__Exercise description__: Scan the listing below for the string "SequenceType" and copy each line where it turns up.
Input records below:
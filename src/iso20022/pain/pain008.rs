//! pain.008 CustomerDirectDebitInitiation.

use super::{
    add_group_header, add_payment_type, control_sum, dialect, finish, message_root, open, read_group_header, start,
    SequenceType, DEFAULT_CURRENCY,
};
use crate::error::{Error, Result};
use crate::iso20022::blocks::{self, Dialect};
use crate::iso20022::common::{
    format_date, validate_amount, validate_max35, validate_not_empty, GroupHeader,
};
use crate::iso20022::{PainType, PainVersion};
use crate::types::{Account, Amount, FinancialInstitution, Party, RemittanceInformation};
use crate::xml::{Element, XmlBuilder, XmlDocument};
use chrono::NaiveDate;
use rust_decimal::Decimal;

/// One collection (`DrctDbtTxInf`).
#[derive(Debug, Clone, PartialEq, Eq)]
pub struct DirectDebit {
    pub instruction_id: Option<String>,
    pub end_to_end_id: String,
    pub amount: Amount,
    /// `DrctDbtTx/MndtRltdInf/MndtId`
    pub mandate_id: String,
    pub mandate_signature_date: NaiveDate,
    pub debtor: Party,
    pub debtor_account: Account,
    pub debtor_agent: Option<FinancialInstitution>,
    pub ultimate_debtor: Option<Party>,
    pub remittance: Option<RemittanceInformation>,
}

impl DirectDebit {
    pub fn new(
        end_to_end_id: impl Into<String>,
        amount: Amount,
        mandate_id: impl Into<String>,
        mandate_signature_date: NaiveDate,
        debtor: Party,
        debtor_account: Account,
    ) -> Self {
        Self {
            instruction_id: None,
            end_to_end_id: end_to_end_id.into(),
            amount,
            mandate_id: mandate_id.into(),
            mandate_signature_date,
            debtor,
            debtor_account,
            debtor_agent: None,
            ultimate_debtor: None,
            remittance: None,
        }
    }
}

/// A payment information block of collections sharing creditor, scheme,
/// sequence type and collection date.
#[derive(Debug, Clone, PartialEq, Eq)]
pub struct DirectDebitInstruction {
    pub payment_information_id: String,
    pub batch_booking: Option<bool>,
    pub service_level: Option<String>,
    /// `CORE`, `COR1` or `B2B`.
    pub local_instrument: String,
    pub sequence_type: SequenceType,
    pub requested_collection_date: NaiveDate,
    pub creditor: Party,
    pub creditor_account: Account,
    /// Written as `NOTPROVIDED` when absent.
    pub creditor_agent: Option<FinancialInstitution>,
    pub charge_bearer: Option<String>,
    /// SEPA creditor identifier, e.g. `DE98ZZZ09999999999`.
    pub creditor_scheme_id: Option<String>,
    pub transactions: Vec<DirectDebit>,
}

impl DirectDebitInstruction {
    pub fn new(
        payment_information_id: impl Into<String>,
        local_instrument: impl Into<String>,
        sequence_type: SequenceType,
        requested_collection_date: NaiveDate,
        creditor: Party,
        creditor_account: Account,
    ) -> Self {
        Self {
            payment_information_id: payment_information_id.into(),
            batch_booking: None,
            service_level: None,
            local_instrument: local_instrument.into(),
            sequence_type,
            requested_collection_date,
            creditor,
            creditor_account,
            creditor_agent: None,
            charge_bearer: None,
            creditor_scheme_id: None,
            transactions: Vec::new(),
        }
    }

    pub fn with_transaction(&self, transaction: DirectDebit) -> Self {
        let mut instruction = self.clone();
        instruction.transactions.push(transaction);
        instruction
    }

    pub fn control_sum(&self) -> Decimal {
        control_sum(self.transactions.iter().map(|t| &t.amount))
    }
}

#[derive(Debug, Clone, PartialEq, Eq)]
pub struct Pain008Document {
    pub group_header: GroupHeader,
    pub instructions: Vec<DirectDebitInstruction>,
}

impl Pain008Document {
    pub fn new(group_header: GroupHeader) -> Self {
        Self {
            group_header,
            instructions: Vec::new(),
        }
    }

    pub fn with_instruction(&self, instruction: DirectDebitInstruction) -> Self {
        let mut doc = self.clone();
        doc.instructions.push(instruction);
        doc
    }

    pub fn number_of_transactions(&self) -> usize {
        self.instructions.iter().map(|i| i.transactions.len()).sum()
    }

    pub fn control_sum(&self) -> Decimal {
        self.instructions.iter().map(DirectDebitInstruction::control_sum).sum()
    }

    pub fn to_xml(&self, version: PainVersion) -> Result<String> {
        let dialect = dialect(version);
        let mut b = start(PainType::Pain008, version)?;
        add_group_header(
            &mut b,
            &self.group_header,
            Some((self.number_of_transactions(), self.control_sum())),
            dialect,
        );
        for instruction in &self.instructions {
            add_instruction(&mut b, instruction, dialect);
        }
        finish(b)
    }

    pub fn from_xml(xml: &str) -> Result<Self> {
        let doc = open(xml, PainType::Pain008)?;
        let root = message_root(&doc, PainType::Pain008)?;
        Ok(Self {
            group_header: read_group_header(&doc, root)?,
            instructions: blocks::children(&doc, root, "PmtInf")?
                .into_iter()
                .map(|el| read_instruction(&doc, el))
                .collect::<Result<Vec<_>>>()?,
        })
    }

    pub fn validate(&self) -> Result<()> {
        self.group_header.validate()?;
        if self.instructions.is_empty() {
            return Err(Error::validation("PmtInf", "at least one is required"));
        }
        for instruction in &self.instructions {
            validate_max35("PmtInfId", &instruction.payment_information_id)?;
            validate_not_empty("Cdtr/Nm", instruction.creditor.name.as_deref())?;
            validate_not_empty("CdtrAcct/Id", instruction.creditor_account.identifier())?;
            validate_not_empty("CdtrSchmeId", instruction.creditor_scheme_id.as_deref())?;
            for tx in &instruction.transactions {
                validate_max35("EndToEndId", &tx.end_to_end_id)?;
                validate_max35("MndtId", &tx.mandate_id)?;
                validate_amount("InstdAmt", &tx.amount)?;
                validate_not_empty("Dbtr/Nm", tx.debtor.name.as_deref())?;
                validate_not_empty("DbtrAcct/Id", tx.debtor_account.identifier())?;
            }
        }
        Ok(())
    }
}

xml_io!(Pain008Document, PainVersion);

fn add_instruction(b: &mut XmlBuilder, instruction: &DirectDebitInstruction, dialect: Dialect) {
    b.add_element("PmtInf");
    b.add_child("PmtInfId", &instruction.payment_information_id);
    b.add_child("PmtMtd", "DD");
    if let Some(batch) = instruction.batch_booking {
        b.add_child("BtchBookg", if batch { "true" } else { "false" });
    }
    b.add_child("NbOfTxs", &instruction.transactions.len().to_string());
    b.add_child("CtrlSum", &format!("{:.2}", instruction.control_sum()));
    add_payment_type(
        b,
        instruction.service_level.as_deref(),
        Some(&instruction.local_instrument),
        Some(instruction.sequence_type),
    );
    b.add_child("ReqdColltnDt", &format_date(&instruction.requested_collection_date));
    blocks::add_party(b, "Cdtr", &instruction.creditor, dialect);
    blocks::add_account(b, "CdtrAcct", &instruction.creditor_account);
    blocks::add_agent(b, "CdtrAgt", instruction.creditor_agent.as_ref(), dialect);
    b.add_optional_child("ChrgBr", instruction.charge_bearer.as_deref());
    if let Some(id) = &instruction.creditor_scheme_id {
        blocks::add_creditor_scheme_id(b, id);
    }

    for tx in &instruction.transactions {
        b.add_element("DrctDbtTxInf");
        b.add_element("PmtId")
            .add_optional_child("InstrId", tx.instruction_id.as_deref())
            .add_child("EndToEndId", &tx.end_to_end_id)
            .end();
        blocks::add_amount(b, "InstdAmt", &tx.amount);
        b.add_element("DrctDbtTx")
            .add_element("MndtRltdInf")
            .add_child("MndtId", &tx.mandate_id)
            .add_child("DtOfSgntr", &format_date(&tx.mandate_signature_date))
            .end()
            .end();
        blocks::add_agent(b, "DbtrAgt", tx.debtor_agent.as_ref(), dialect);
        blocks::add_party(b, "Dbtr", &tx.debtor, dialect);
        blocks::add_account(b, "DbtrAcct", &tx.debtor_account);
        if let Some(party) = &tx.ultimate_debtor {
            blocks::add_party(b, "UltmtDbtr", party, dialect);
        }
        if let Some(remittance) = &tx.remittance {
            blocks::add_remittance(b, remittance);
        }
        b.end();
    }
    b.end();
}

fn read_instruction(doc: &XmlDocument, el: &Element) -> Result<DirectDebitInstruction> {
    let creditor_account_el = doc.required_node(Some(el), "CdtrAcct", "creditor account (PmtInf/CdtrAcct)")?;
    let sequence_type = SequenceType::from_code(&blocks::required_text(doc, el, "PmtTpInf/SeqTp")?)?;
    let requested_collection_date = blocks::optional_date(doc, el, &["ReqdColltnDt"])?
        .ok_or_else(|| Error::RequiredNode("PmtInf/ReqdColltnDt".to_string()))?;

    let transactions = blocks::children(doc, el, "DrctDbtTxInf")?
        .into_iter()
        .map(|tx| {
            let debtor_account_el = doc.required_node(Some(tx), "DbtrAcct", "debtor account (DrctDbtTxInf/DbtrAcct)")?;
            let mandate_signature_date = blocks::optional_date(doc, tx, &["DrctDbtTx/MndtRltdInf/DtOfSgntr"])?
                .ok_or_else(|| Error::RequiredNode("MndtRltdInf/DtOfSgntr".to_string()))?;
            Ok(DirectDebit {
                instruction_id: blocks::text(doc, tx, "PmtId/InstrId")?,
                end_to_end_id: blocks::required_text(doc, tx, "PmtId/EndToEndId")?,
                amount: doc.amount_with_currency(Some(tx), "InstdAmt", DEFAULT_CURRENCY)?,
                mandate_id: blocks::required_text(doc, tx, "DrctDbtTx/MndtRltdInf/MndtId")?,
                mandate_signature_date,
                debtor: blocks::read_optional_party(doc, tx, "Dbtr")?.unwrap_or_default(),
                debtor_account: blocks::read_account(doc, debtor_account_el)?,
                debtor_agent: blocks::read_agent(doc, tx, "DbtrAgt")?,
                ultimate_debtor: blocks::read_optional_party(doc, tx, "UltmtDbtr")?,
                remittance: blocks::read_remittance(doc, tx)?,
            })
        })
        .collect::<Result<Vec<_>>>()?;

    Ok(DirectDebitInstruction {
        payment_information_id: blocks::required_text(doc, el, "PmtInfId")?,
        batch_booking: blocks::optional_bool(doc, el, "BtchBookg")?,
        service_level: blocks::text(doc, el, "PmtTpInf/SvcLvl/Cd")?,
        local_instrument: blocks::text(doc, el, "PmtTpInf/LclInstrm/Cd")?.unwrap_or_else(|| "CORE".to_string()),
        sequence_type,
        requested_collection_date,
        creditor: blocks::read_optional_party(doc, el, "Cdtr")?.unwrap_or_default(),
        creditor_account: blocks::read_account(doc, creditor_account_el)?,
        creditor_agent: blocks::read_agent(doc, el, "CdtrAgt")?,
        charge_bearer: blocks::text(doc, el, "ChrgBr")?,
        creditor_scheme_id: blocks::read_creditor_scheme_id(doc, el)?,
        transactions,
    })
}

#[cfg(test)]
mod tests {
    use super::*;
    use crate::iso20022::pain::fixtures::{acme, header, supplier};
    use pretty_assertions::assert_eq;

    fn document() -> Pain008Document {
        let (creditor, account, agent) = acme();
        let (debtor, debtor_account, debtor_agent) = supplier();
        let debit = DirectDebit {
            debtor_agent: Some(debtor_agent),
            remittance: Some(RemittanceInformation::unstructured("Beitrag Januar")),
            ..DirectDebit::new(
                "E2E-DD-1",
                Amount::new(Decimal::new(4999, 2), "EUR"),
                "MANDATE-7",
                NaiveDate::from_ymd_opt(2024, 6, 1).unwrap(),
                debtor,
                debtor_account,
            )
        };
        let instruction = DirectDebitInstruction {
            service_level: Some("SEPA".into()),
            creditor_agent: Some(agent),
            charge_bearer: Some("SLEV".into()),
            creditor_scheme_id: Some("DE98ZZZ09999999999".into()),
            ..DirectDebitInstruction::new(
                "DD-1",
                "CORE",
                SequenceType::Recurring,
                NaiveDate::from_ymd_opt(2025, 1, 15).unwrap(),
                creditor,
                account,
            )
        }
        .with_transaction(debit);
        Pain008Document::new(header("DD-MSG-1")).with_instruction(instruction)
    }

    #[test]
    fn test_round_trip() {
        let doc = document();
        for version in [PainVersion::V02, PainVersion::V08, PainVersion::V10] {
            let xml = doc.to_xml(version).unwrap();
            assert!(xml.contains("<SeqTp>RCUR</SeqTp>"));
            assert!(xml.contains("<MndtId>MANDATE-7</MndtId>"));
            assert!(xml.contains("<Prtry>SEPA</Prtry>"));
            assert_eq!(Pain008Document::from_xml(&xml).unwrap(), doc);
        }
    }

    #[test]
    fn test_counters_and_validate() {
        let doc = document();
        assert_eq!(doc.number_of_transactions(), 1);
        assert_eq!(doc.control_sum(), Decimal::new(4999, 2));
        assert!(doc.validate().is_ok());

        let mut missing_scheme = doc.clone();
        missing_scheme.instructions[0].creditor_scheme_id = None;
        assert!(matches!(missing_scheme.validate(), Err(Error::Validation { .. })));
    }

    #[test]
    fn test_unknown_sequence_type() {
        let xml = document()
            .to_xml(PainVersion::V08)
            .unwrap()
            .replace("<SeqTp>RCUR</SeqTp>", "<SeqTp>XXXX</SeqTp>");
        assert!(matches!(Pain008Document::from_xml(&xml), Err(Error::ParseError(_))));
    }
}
End of Input records.
__Task result__:
    SequenceType, DEFAULT_CURRENCY,
    pub sequence_type: SequenceType,
        sequence_type: SequenceType,
    let sequence_type = SequenceType::from_code(&blocks::required_text(doc, el, "PmtTpInf/SeqTp")?)?;
                SequenceType::Recurring,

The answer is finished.